//! OnAir headless demo.
//!
//! Runs a field of spots with a broadcaster roaming between them. Arriving
//! at a spot starts the spot's live on its screen; once the live ends the
//! broadcaster picks another enabled spot at random. A comment supplier
//! comments on what happens, gated by world signals, and a deployer lays the
//! comments out on a scrolling canvas. Every event is logged.
//!
//! # Running
//!
//! ```sh
//! cargo run --release -- --ticks 900 --seed 7
//! RUST_LOG=debug cargo run -- --config onair.ini --script comments.json
//! ```

use std::path::PathBuf;

use bevy_ecs::prelude::*;
use clap::Parser;
use log::{error, info};

use onair::components::commentsupplier::{CommentSchema, CommentScript};
use onair::components::condition::{CmpOp, Condition};
use onair::components::live::{Live, LiveContext, LiveFactory, LiveKind};
use onair::components::mapposition::{MapPosition, Vector2};
use onair::components::mover::{Mover, MoverFlavor, MoverStatus};
use onair::components::spot::{Spot, SpotAssets, SpotStatus};
use onair::error::OnAirError;
use onair::events::comment::{CommentDeployedEvent, CommentFadedOutEvent};
use onair::events::live::{LiveEndedEvent, LiveStartedEvent};
use onair::events::mover::{MoverArrivedEvent, MoverDepartedEvent};
use onair::game::Game;
use onair::resources::gameconfig::GameConfig;
use onair::resources::worldsignals::WorldSignals;
use onair::systems::comment::{spawn_canvas, subscribe};
use onair::systems::field::{add_mover, add_spot, spawn_field};
use onair::systems::mover::depart_to;
use onair::systems::screen::spawn_screen;
use onair::systems::spot::{attach_screen, spawn_spot};

/// OnAir headless demo
#[derive(Parser)]
#[command(version, about = "Runs the OnAir simulation core without a renderer.")]
struct Cli {
    /// INI file with mover and comment tunables.
    #[arg(long, value_name = "PATH")]
    config: Option<PathBuf>,

    /// JSON comment rotation (replaces the built-in one).
    #[arg(long, value_name = "PATH")]
    script: Option<PathBuf>,

    /// Number of ticks to simulate.
    #[arg(long, default_value_t = 600)]
    ticks: u32,

    /// Seed for the destination picker.
    #[arg(long)]
    seed: Option<u64>,
}

/// Interview that stays on air for a fixed time.
#[derive(Default)]
struct Interview {
    seconds: f32,
}

impl Live for Interview {
    fn kind(&self) -> LiveKind {
        LiveKind("interview")
    }

    fn start(&mut self, ctx: &mut LiveContext<'_>) {
        ctx.world
            .spawn((MapPosition::new(0.0, 0.0), ChildOf(ctx.container)));
        info!("Interview at spot {} begins", ctx.spot);
    }

    fn update(&mut self, ctx: &mut LiveContext<'_>) {
        self.seconds += ctx.delta();
        if self.seconds >= 1.5 {
            ctx.end();
        }
    }
}

/// One-shot jingle: ends as soon as it starts.
#[derive(Default)]
struct Jingle;

impl Live for Jingle {
    fn kind(&self) -> LiveKind {
        LiveKind("jingle")
    }

    fn start(&mut self, ctx: &mut LiveContext<'_>) {
        info!("Jingle at spot {}", ctx.spot);
        ctx.end();
    }
}

fn builtin_comments() -> Vec<CommentSchema> {
    vec![
        CommentSchema::new("here we go").when(Condition::lacks_flag("on_air")),
        CommentSchema::new("ON AIR!").when(Condition::has_flag("on_air")),
        CommentSchema::new("another one?").when(Condition::integer("lives", CmpOp::Ge, 1)),
        CommentSchema::new("wwwww"),
    ]
}

fn register_observers(world: &mut World) {
    world.add_observer(|t: On<MoverDepartedEvent>| {
        info!("Mover {} departs to spot {}", t.event().mover, t.event().spot);
    });
    world.add_observer(|t: On<MoverArrivedEvent>| {
        let e = t.event();
        let note = if e.first_visit { " (first visit)" } else { "" };
        info!("Mover {} arrived at spot {}{}", e.mover, e.spot, note);
    });
    world.add_observer(
        |t: On<LiveStartedEvent>, mut signals: ResMut<WorldSignals>| {
            signals.set_flag("on_air");
            info!("`{}` started on screen {}", t.event().live, t.event().screen);
        },
    );
    world.add_observer(|t: On<LiveEndedEvent>, mut signals: ResMut<WorldSignals>| {
        signals.clear_flag("on_air");
        let total = signals.add_integer("lives", 1);
        info!("`{}` ended ({} so far)", t.event().live, total);
    });
    world.add_observer(|t: On<CommentDeployedEvent>| {
        info!("Comment {} placed in row {}", t.event().view, t.event().row);
    });
    world.add_observer(|t: On<CommentFadedOutEvent>| {
        info!("Comment `{}` faded out", t.event().text);
    });
    world.flush();
}

fn setup(game: &mut Game, schemas: Vec<CommentSchema>) -> Result<Entity, OnAirError> {
    let broadcaster = game.spawn_mover(MoverFlavor::Broadcaster, Some(Vector2::new(0.0, 0.0)))?;
    let supplier = game.spawn_comment_supplier(schemas)?;

    let world = game.world_mut();
    register_observers(world);

    let field = spawn_field(world, 640.0, 480.0)?;
    let screen = spawn_screen(world);
    let layout = [
        (Vector2::new(80.0, 80.0), LiveFactory::of::<Interview>()),
        (Vector2::new(560.0, 80.0), LiveFactory::of::<Jingle>()),
        (Vector2::new(320.0, 240.0), LiveFactory::of::<Interview>()),
        (Vector2::new(80.0, 400.0), LiveFactory::of::<Jingle>()),
        (Vector2::new(560.0, 400.0), LiveFactory::of::<Interview>()),
    ];
    for (pos, live) in layout {
        let assets = SpotAssets::new("locked.png", "unvisited.png", "disabled.png", "normal.png");
        let spot = spawn_spot(world, pos, live, assets);
        add_spot(world, field, spot)?;
        attach_screen(world, spot, screen)?;
    }
    add_mover(world, field, broadcaster)?;

    let canvas = spawn_canvas(world, 640.0, 96.0);
    let deployer = game.spawn_comment_deployer(Some(canvas))?;
    subscribe(game.world_mut(), supplier, deployer)?;
    Ok(broadcaster)
}

/// Send the mover to a random enabled spot other than the one it stays at.
fn roam(world: &mut World, rng: &mut fastrand::Rng, mover: Entity) -> Result<(), OnAirError> {
    let (field, staying) = match world.get::<Mover>(mover) {
        Some(m) if matches!(m.status(), MoverStatus::Idle | MoverStatus::Staying) => {
            (m.field(), m.staying())
        }
        _ => return Ok(()),
    };
    let Some(field) = field else {
        return Ok(());
    };
    let mut query = world.query::<(Entity, &Spot)>();
    let candidates: Vec<Entity> = query
        .iter(world)
        .filter(|(e, s)| {
            s.field() == Some(field) && s.status() == SpotStatus::Enabled && Some(*e) != staying
        })
        .map(|(e, _)| e)
        .collect();
    if candidates.is_empty() {
        return Ok(());
    }
    let spot = candidates[rng.usize(..candidates.len())];
    depart_to(world, mover, spot)
}

fn main() {
    env_logger::Builder::from_env(env_logger::Env::default().default_filter_or("info")).init();

    let cli = Cli::parse();

    let mut config = GameConfig::new();
    if let Some(path) = &cli.config {
        config = GameConfig::with_path(path.clone());
        if let Err(e) = config.load_from_file() {
            error!("{}", e);
            std::process::exit(1);
        }
    }

    let schemas = match &cli.script {
        Some(path) => match CommentScript::load(path) {
            Ok(script) => script.into_schemas(),
            Err(e) => {
                error!("{}", e);
                std::process::exit(1);
            }
        },
        None => builtin_comments(),
    };

    let dt = (1.0 / config.comment_fps) as f32;
    let mut game = Game::new(config);
    let broadcaster = match setup(&mut game, schemas) {
        Ok(e) => e,
        Err(e) => {
            error!("Setup failed: {}", e);
            std::process::exit(1);
        }
    };

    let mut rng = match cli.seed {
        Some(seed) => fastrand::Rng::with_seed(seed),
        None => fastrand::Rng::new(),
    };

    info!("Running {} ticks ({:.3}s each)", cli.ticks, dt);
    for _ in 0..cli.ticks {
        if let Err(e) = roam(game.world_mut(), &mut rng, broadcaster) {
            error!("Roaming failed: {}", e);
        }
        game.tick(dt);
    }

    let signals = game.world().resource::<WorldSignals>();
    info!(
        "Done: {} live(s) broadcast",
        signals.get_integer("lives").unwrap_or(0)
    );
}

━━━━━━━━━━━━━━━━

**GOAL OF THE EXERCISE**:
From the records above, give again exactly the lines running from the line with "let mut query" to the line with "for _ in 0..cli.ticks", inclusive.

**RESPONSE TO THE EXERCISE**:
    let mut query = world.query::<(Entity, &Spot)>();
    let candidates: Vec<Entity> = query
        .iter(world)
        .filter(|(e, s)| {
            s.field() == Some(field) && s.status() == SpotStatus::Enabled && Some(*e) != staying
        })
        .map(|(e, _)| e)
        .collect();
    if candidates.is_empty() {
        return Ok(());
    }
    let spot = candidates[rng.usize(..candidates.len())];
    depart_to(world, mover, spot)
}

fn main() {
    env_logger::Builder::from_env(env_logger::Env::default().default_filter_or("info")).init();

    let cli = Cli::parse();

    let mut config = GameConfig::new();
    if let Some(path) = &cli.config {
        config = GameConfig::with_path(path.clone());
        if let Err(e) = config.load_from_file() {
            error!("{}", e);
            std::process::exit(1);
        }
    }

    let schemas = match &cli.script {
        Some(path) => match CommentScript::load(path) {
            Ok(script) => script.into_schemas(),
            Err(e) => {
                error!("{}", e);
                std::process::exit(1);
            }
        },
        None => builtin_comments(),
    };

    let dt = (1.0 / config.comment_fps) as f32;
    let mut game = Game::new(config);
    let broadcaster = match setup(&mut game, schemas) {
        Ok(e) => e,
        Err(e) => {
            error!("Setup failed: {}", e);
            std::process::exit(1);
        }
    };

    let mut rng = match cli.seed {
        Some(seed) => fastrand::Rng::with_seed(seed),
        None => fastrand::Rng::new(),
    };

    info!("Running {} ticks ({:.3}s each)", cli.ticks, dt);
    for _ in 0..cli.ticks {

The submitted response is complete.